18516215. Gate Structures For Semiconductor Devices simplified abstract (Taiwan Semiconductor Manufacturing Company, Ltd.)
Contents
Gate Structures For Semiconductor Devices
Organization Name
Taiwan Semiconductor Manufacturing Company, Ltd.
Inventor(s)
Chung-Liang Cheng of Changhua County (TW)
Huang-Lin Chao of Hillsboro OR (US)
Gate Structures For Semiconductor Devices - A simplified explanation of the abstract
This abstract first appeared for US patent application 18516215 titled 'Gate Structures For Semiconductor Devices
Simplified Explanation
The abstract describes a semiconductor device with gate structures designed to achieve ultra-low threshold voltages, along with a method of fabricating the device.
- Formation of nanostructured channel regions in nanostructured layers
- Creation of gate-all-around (GAA) structures surrounding the channel regions
- Selective formation of Al-based n-type work function metal layer and Si-based capping layer
- Deposition of bi-layer of Al-free p-type work function metal layers
- Addition of fluorine blocking layer
- Deposition of gate metal fill layer
Potential Applications
- High-performance electronic devices
- Low-power consumption applications
- Advanced computing systems
Problems Solved
- Achieving ultra-low threshold voltages
- Enhancing device performance
- Improving energy efficiency
Benefits
- Increased efficiency in semiconductor devices
- Enhanced performance capabilities
- Potential for new technological advancements
Original Abstract Submitted
The structure of a semiconductor device with different gate structures configured to provide ultra-low threshold voltages and a method of fabricating the semiconductor device are disclosed.

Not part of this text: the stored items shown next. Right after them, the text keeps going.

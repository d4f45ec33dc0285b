//! Predicate language shared by the circuit breaker and the buffering
//! retry condition, e.g. `NetworkErrorRatio() > 0.5 || Attempts() <= 2`.

use thiserror::Error;

#[derive(Debug, Error, Clone, PartialEq)]
pub enum ExpressionError {
    #[error("unexpected character {0:?} at {1}")]
    UnexpectedChar(char, usize),

    #[error("unexpected end of expression")]
    UnexpectedEnd,

    #[error("unexpected token {0}")]
    UnexpectedToken(String),

    #[error("unknown function {0}")]
    UnknownFunction(String),

    #[error("function {name} expects {expected} arguments, got {got}")]
    Arity {
        name: String,
        expected: usize,
        got: usize,
    },
}

#[derive(Debug, Clone, Copy, PartialEq)]
pub enum Value {
    Number(f64),
    Bool(bool),
}

impl Value {
    fn as_number(self) -> f64 {
        match self {
            Value::Number(n) => n,
            Value::Bool(b) => b as u8 as f64,
        }
    }

    fn truthy(self) -> bool {
        match self {
            Value::Number(n) => n != 0.0,
            Value::Bool(b) => b,
        }
    }
}

#[derive(Debug, Clone, Copy, PartialEq)]
pub enum CmpOp {
    Lt,
    Le,
    Gt,
    Ge,
    Eq,
    Ne,
}

#[derive(Debug, Clone, PartialEq)]
pub enum Expr {
    Number(f64),
    Call(String, Vec<f64>),
    Not(Box<Expr>),
    And(Box<Expr>, Box<Expr>),
    Or(Box<Expr>, Box<Expr>),
    Compare(CmpOp, Box<Expr>, Box<Expr>),
}

/// Function names and arities an expression may use.
pub type Signatures = &'static [(&'static str, usize)];

impl Expr {
    pub fn parse(input: &str, functions: Signatures) -> Result<Expr, ExpressionError> {
        let tokens = tokenize(input)?;
        let mut parser = Parser {
            tokens,
            pos: 0,
            functions,
        };
        let expr = parser.or()?;
        match parser.peek() {
            None => Ok(expr),
            Some(token) => Err(ExpressionError::UnexpectedToken(format!("{:?}", token))),
        }
    }

    /// Evaluate with `call` providing every function result.
    pub fn eval(&self, call: &impl Fn(&str, &[f64]) -> Value) -> bool {
        self.value(call).truthy()
    }

    fn value(&self, call: &impl Fn(&str, &[f64]) -> Value) -> Value {
        match self {
            Expr::Number(n) => Value::Number(*n),
            Expr::Call(name, args) => call(name, args),
            Expr::Not(e) => Value::Bool(!e.eval(call)),
            Expr::And(a, b) => Value::Bool(a.eval(call) && b.eval(call)),
            Expr::Or(a, b) => Value::Bool(a.eval(call) || b.eval(call)),
            Expr::Compare(op, a, b) => {
                let (a, b) = (a.value(call).as_number(), b.value(call).as_number());
                Value::Bool(match op {
                    CmpOp::Lt => a < b,
                    CmpOp::Le => a <= b,
                    CmpOp::Gt => a > b,
                    CmpOp::Ge => a >= b,
                    CmpOp::Eq => a == b,
                    CmpOp::Ne => a != b,
                })
            }
        }
    }
}

#[derive(Debug, Clone, PartialEq)]
enum Token {
    Number(f64),
    Ident(String),
    LParen,
    RParen,
    Comma,
    Not,
    And,
    Or,
    Cmp(CmpOp),
}

fn tokenize(input: &str) -> Result<Vec<Token>, ExpressionError> {
    let chars: Vec<char> = input.chars().collect();
    let mut tokens = Vec::new();
    let mut i = 0;

    while i < chars.len() {
        let c = chars[i];
        let next = chars.get(i + 1).copied();
        match c {
            ' ' | '\t' | '\n' => i += 1,
            '(' => {
                tokens.push(Token::LParen);
                i += 1;
            }
            ')' => {
                tokens.push(Token::RParen);
                i += 1;
            }
            ',' => {
                tokens.push(Token::Comma);
                i += 1;
            }
            '&' if next == Some('&') => {
                tokens.push(Token::And);
                i += 2;
            }
            '|' if next == Some('|') => {
                tokens.push(Token::Or);
                i += 2;
            }
            '<' | '>' | '=' | '!' => {
                let op = match (c, next) {
                    ('<', Some('=')) => Some(CmpOp::Le),
                    ('>', Some('=')) => Some(CmpOp::Ge),
                    ('=', Some('=')) => Some(CmpOp::Eq),
                    ('!', Some('=')) => Some(CmpOp::Ne),
                    _ => None,
                };
                match (op, c) {
                    (Some(op), _) => {
                        tokens.push(Token::Cmp(op));
                        i += 2;
                    }
                    (None, '<') => {
                        tokens.push(Token::Cmp(CmpOp::Lt));
                        i += 1;
                    }
                    (None, '>') => {
                        tokens.push(Token::Cmp(CmpOp::Gt));
                        i += 1;
                    }
                    (None, '!') => {
                        tokens.push(Token::Not);
                        i += 1;
                    }
                    _ => return Err(ExpressionError::UnexpectedChar(c, i)),
                }
            }
            c if c.is_ascii_digit() || c == '.' => {
                let start = i;
                while i < chars.len() && (chars[i].is_ascii_digit() || chars[i] == '.') {
                    i += 1;
                }
                let literal: String = chars[start..i].iter().collect();
                let n = literal
                    .parse()
                    .map_err(|_| ExpressionError::UnexpectedToken(literal.clone()))?;
                tokens.push(Token::Number(n));
            }
            c if c.is_ascii_alphabetic() || c == '_' => {
                let start = i;
                while i < chars.len() && (chars[i].is_ascii_alphanumeric() || chars[i] == '_') {
                    i += 1;
                }
                tokens.push(Token::Ident(chars[start..i].iter().collect()));
            }
            _ => return Err(ExpressionError::UnexpectedChar(c, i)),
        }
    }

    Ok(tokens)
}

struct Parser {
    tokens: Vec<Token>,
    pos: usize,
    functions: Signatures,
}

impl Parser {
    fn peek(&self) -> Option<&Token> {
        self.tokens.get(self.pos)
    }

    fn advance(&mut self) -> Result<Token, ExpressionError> {
        let token = self
            .tokens
            .get(self.pos)
            .cloned()
            .ok_or(ExpressionError::UnexpectedEnd)?;
        self.pos += 1;
        Ok(token)
    }

    fn expect(&mut self, expected: Token) -> Result<(), ExpressionError> {
        match self.advance()? {
            token if token == expected => Ok(()),
            token => Err(ExpressionError::UnexpectedToken(format!("{:?}", token))),
        }
    }

    fn or(&mut self) -> Result<Expr, ExpressionError> {
        let mut left = self.and()?;
        while self.peek() == Some(&Token::Or) {
            self.pos += 1;
            left = Expr::Or(Box::new(left), Box::new(self.and()?));
        }
        Ok(left)
    }

    fn and(&mut self) -> Result<Expr, ExpressionError> {
        let mut left = self.unary()?;
        while self.peek() == Some(&Token::And) {
            self.pos += 1;
            left = Expr::And(Box::new(left), Box::new(self.unary()?));
        }
        Ok(left)
    }

    fn unary(&mut self) -> Result<Expr, ExpressionError> {
        if self.peek() == Some(&Token::Not) {
            self.pos += 1;
            return Ok(Expr::Not(Box::new(self.unary()?)));
        }
        self.comparison()
    }

    fn comparison(&mut self) -> Result<Expr, ExpressionError> {
        let left = self.primary()?;
        if let Some(Token::Cmp(op)) = self.peek().cloned() {
            self.pos += 1;
            let right = self.primary()?;
            return Ok(Expr::Compare(op, Box::new(left), Box::new(right)));
        }
        Ok(left)
    }

    fn primary(&mut self) -> Result<Expr, ExpressionError> {
        match self.advance()? {
            Token::Number(n) => Ok(Expr::Number(n)),
            Token::LParen => {
                let inner = self.or()?;
                self.expect(Token::RParen)?;
                Ok(inner)
            }
            Token::Ident(name) => self.call(name),
            token => Err(ExpressionError::UnexpectedToken(format!("{:?}", token))),
        }
    }

    fn call(&mut self, name: String) -> Result<Expr, ExpressionError> {
        let Some(&(_, arity)) = self.functions.iter().find(|(f, _)| *f == name) else {
            return Err(ExpressionError::UnknownFunction(name));
        };

        self.expect(Token::LParen)?;
        let mut args = Vec::new();
        if self.peek() != Some(&Token::RParen) {
            loop {
                match self.advance()? {
                    Token::Number(n) => args.push(n),
                    token => return Err(ExpressionError::UnexpectedToken(format!("{:?}", token))),
                }
                if self.peek() == Some(&Token::Comma) {
                    self.pos += 1;
                } else {
                    break;
                }
            }
        }
        self.expect(Token::RParen)?;

        if args.len() != arity {
            return Err(ExpressionError::Arity {
                name,
                expected: arity,
                got: args.len(),
            });
        }
        Ok(Expr::Call(name, args))
    }
}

The method includes forming first and second nanostructured channel regions in first and second nanostructured layers, respectively, and forming first and second gate-all-around (GAA) structures surrounding the first and second nanostructured channel regions, respectively. The forming the first and second GAA structures includes selectively forming an Al-based n-type work function metal layer and a Si-based capping layer on the first nanostructured channel regions, depositing a bi-layer of Al-free p-type work function metal layers on the first and second nanostructured channel regions, depositing a fluorine blocking layer on the bi-layer of Al-free p-type work function layers, and depositing a gate metal fill layer on the fluorine blocking layer.